La cuestión es que, más allá del relato de Marlow, ya no había tantas rutas... Así, los holandeses fundaron aquí, en Manhattan, Nueva Ámsterdam, y varias colonias en la vía que cruzaba por las islas polinesias, que entonces llamaban las Indias Orientales; los ingleses hicieron lo mismo, y comenzaron las guerras anglo-holandesas, que bien podrían haberse llamado las "guerras de la pimienta" y que ocuparon buena parte del siglo XVII.

Cuando se firma la paz de Breda, los holandeses –que iban ganando la guerra– imponen su criterio: pensando en el preciado granito negro, proponen entregarle la lejana e ignota Nueva Ámsterdam a sus enemigos ingleses, a condición de que estos adversarios comerciales renunciaran para siempre a ocupar o a abrir nuevas colonias en la ruta samoana de la pimienta. Los británicos, atónitos por tan buena condición cuando iban perdiendo, aceptan la propuesta holandesa: se quedan con Nueva Ámsterdam, y le cambian el nombre a la ciudad: la llaman Nueva York.

Al poco tiempo la pimienta cayó en desgracia, ya había demasiados países que la comerciaban y el exceso de oferta hizo bajar los precios. La ruta de las Indias Orientales dejó de ser estratégica…, y Nueva York –en cambio– siguió su camino hasta convertirse en la nueva Roma de nuestro tiempo.
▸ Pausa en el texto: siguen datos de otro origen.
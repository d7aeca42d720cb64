//! `haulout harvest`: walk the project listing into a JSON file.

use std::path::PathBuf;
use std::sync::Arc;

use anyhow::{Context, Result};
use clap::Args;
use colored::Colorize;

use haulout_core::report::HARVEST_FILE;
use haulout_sync::{pipeline, CancelToken, Pace, UreqTransport};

use crate::shutdown;
use crate::GlobalArgs;

/// Page limit used by `--all`.
const ALL_PAGES: usize = 1000;

/// Arguments for `haulout harvest`.
#[derive(Args, Debug)]
pub struct HarvestArgs {
    /// Maximum number of pages to fetch (default from config, 50).
    #[arg(long, value_name = "N", conflicts_with = "all")]
    pub pages: Option<usize>,

    /// Fetch until the listing is exhausted (up to 1000 pages).
    #[arg(long)]
    pub all: bool,

    /// Output file for the harvested items.
    #[arg(long, short, default_value = HARVEST_FILE)]
    pub output: PathBuf,

    /// Write the items collected so far when a page fails.
    #[arg(long)]
    pub keep_partial: bool,

    /// Listing endpoint URL.
    #[arg(long, value_name = "URL")]
    pub endpoint: Option<String>,

    /// Collection (hackathon) identifier.
    #[arg(long, value_name = "ID")]
    pub collection: Option<String>,
}

impl HarvestArgs {
    pub fn run(self, global: &GlobalArgs) -> Result<()> {
        let mut config = global.load_config()?;
        if let Some(endpoint) = self.endpoint {
            config.listing.endpoint = endpoint;
        }
        if let Some(collection) = self.collection {
            config.listing.collection_id = collection;
        }
        let page_limit = if self.all {
            ALL_PAGES
        } else {
            self.pages.unwrap_or(config.listing.page_limit)
        };

        let cancel = CancelToken::new();
        shutdown::install(cancel.clone());

        let mut on_page = |page: usize, total: usize| {
            eprintln!("  {} page {page}: {total} projects so far", "›".dimmed());
        };
        let harvest = pipeline::harvest_to_file(
            &config,
            page_limit,
            &self.output,
            self.keep_partial,
            Arc::new(UreqTransport::new()),
            Pace::real(cancel),
            &mut on_page,
        )
        .with_context(|| format!("harvest into {} did not complete", self.output.display()))?;

        println!(
            "{} {} projects from {} page(s) ({}) → {}",
            "harvested".green().bold(),
            harvest.items.len(),
            harvest.pages_fetched,
            harvest.stop,
            self.output.display()
        );
        Ok(())
    }
}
Ahora sí ya es de noche, caminamos por la ribera oriental del Hudson y yo voy recitándole a Marimer el soneto "Aquel error holandés":

En las costas indias de Malabarra,
una perla verde, ya ennegrecida
al solaz meridional de la tierra,
las delicias de la mesa tendida

hace desde Europa al cielo más nuevo.
La pimienta negra todo mar cruza:
Índico, Pacífico y Ordo Novo;
llama el Mediterráneo, su brisa,

y hacia allá acude, todos la disfrutan.
Enloquece los mercados de Londres
y la flota de la Reina trae odres.

Los marinos de Holanda la disputan,
ceden New Ámsterdam por ella, ¡bad work!
La pimienta pasa. Queda New York.

Manhattan Follies, (Clarice, 2025)


(1)  Joseph Conrad, Lord Jim, capítulo 22; traducción nuestra.